I had a cracking headache and felt quite dazed. They kindly put me to lie down in the upstairs rest room boudoir, where Mrs. Pankhurst and Christabel had remained hidden from the police on October 14, 1908.

At about six o’clock we had supper. I ate next to nothing. Miss Elsa Gye, who had been summoned by telegraph to come and assist me through the Deputation, was at supper. She was a delightful girl, young and fresh-looking. I had been told that she was just engaged to be married, and I felt it was horrible that she should risk weeks of imprisonment solely because of me.

I had disguised myself by doing my hair in an early-Victorian way, so that the police, if on the look out for me, should not recognise me and so be tempted not to arrest me; for people whose relatives might make a fuss effectively are considered awkward customers.

At about seven Miss Gye and I set out and hailed a taxi. I found I had left my ticket behind for the Caxton Hall Meeting. So I flew back to Clement’s Inn to get it. It was a raw, cold night, but I had been advised to dispense with my muff and boa, as these, I was told, would almost certainly be torn to shreds “in the hustling”; this gave one a rather gruesome warning of what was to be expected from the handling of the police. We were each given a copy of the resolution which was to be put to the meeting. As we drove to Caxton Hall, it suddenly struck me that I had not sufficiently learnt up my part. “What does one have to do?” I asked. “I suppose I must do something to show that I mean business.” “Oh, no,” my companion answered, “you needn’t bother about what you’ll do. It will all be done to you. There is only one thing you must remember. It is our business to go forward, and whatever is said to you and whatever is done to you, you must on no account be turned back.” That seemed to me at the time, and has seemed to me ever since, to be the essence of our militant tactics. I afterwards heard it yet better summarised by Mrs. Pankhurst: “Our demand is just and moderate. We press our cause reasonably and in a law-abiding spirit, but in such a way that we give the Government but two alternatives—either to do us justice or to do us violence.” My companion also told me that if the police became too violent, I could cut matters short and ensure instant arrest by the semblance of making a speech or collecting a crowd round me for that purpose, since these offences constituted a breach of the peace. Miss Gye and I sat in the body of the hall, we had on the “Votes for Women” sashes and were to join the Deputation unostentatiously as it left the building.
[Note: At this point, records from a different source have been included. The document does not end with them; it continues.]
//! # Yewtree: Self-Balancing Ordered Containers
//!
//! This crate provides one generic binary-search-tree engine, parameterized
//! over a **balancing policy**, a **comparator**, a **key projection** and a
//! **uniqueness flag**. Ordered sets, multisets, maps and multimaps are all
//! thin adapters over that single engine.
//!
//! ## Design Overview
//!
//! ```text
//!   OrderedSet / OrderedMap / ...        (set.rs, map.rs: key projection + UNIQUE)
//!                 │
//!                 ▼
//!   GenericTree<V, X, C, P, UNIQUE>      (lib.rs: locate, link/unlink, lookups)
//!        │                  │
//!        ▼                  ▼
//!   P: Balance           RawTree<V, P::Meta>   (node.rs: arena, rotations,
//!   Avl | RedBlack   ──► rotate_left/right      successor/predecessor)
//!   | Treap
//! ```
//!
//! **Arena-owned nodes**: every node lives in a slot arena owned by its tree.
//! Parent and child links are [`NodeId`] handles, so the cyclic link graph is
//! plain data and destruction never recurses.
//!
//! **Stable positions**: a [`Position`] names one element. Insertions never
//! invalidate positions, and an erase invalidates only the erased element's
//! position. Erasing a node with two children relinks its in-order successor
//! *node* into its place instead of moving values between nodes.
//!
//! **Policies**: [`Avl`] keeps sibling heights within one of each other;
//! [`RedBlack`] keeps equal black-height on every path; [`Treap`] keeps a heap
//! order on random per-node priorities. All of them are built from the same
//! two rotations.
//!
//! ## Basic Usage
//!
//! ```
//! use yewtree::{AvlSet, OrderedMap};
//!
//! let mut set: AvlSet<i32> = [30, 10, 20].into_iter().collect();
//! assert_eq!(set.iter().copied().collect::<Vec<_>>(), vec![10, 20, 30]);
//!
//! let (pos, inserted) = set.insert(20);
//! assert!(!inserted);
//! assert_eq!(set.value_at(pos), Some(&20));
//!
//! let mut map: OrderedMap<&str, u32> = OrderedMap::new();
//! map.insert("b", 2);
//! map.insert("a", 1);
//! assert_eq!(map.first_key_value(), Some((&"a", &1)));
//! ```
//!
//! ## Thread Safety
//!
//! Trees are ordinary owned values: `Send`/`Sync` when their contents are,
//! with no interior mutability. Share read-only across threads freely;
//! mutation needs `&mut` and therefore external synchronization.

// Generic parameter lists are long by nature in this crate
#![allow(clippy::type_complexity)]

use std::borrow::Borrow;
use std::cmp::Ordering;
use std::fmt;
use std::hash::{Hash, Hasher};
use std::marker::PhantomData;
use std::ops::{Bound, RangeBounds};

pub mod balance;
pub mod compare;
mod draw;
pub mod error;
pub mod iter;
pub mod map;
pub mod node;
pub mod set;

pub use balance::{Avl, Balance, Color, RedBlack, Treap};
pub use compare::{Compare, Descending, First, Identity, KeyOf, Natural};
pub use error::{Error, Result};
pub use iter::{Cursor, CursorMut, IntoIter, Iter, Position, Range};
pub use map::{AvlMap, MapAdapter, OrderedMap, OrderedMultiMap, RbMap, TreapMap};
pub use node::{Detached, NodeId, RawTree};
pub use set::{AvlSet, OrderedMultiSet, OrderedSet, RbSet, SetAdapter, TreapSet};

use node::Node;

// ---------------------------------------------------------------------------
// Core Tree Structure
// ---------------------------------------------------------------------------

/// A self-balancing binary search tree.
///
/// # Type Parameters
///
/// - `V`: The stored value type.
/// - `X`: Key projection ([`KeyOf<V>`]): [`Identity`] for sets, [`First`] for
///   `(key, mapped)` pairs.
/// - `C`: Comparator over the projected key ([`Compare`]).
/// - `P`: Balancing policy ([`Avl`] or [`RedBlack`]).
/// - `UNIQUE`: When `true`, inserting a value whose key is already present is
///   refused. When `false`, equal keys are kept in insertion order.
///
/// Most code uses one of the adapter aliases ([`OrderedSet`], [`OrderedMap`],
/// ...) rather than naming this type directly.
pub struct GenericTree<V, X, C, P: Balance, const UNIQUE: bool> {
	/// Links, metadata and the root/min/max cache.
	raw: RawTree<V, P::Meta>,

	/// The strict weak order over projected keys.
	cmp: C,

	marker: PhantomData<fn() -> (X, P)>,
}

impl<V, X, C: Default, P: Balance, const UNIQUE: bool> Default for GenericTree<V, X, C, P, UNIQUE> {
	fn default() -> Self {
		Self::with_comparator(C::default())
	}
}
The appearance of the Deputation on the platform was remarkable for the look of dignity and pathetic earnestness of the members, many of them white-haired, and one or two young and pretty girls.[3] The speeches seemed to be very much to the point. I could hardly listen to them for the distracting thought of when my mother would hear about me and what she would think and feel; but I had no wish to shirk, and never for a moment did I doubt that I had done right.

Footnote:

Many friends had seen and not recognised me, at which I was delighted. Others did recognise me, and seeing I had the sash on, which meant the Deputation, they looked immensely surprised.

Presently the Deputation came down from the platform, formed up in couples, headed by Mrs. Pethick Lawrence, and marched out of the hall. Miss Gye and I joined in behind the sixth or seventh couple. We were thirty women in all. By this time I had a feeling of exhilaration that the moment for my own independent action had come at last. I had a vague notion that I should have to encounter physical difficulties, but since I had merely to meet them and endure them, knowing that I could lay no claim to overcoming these by physical powers of which I was deficient, the way from that moment seemed plain and easy. I felt proud to be one of the active ones at last, to be the companion of these women in particular, whom I had watched on the platform, and to know that the Deputation was headed by one of our leaders who had first revealed the woman’s movement to me.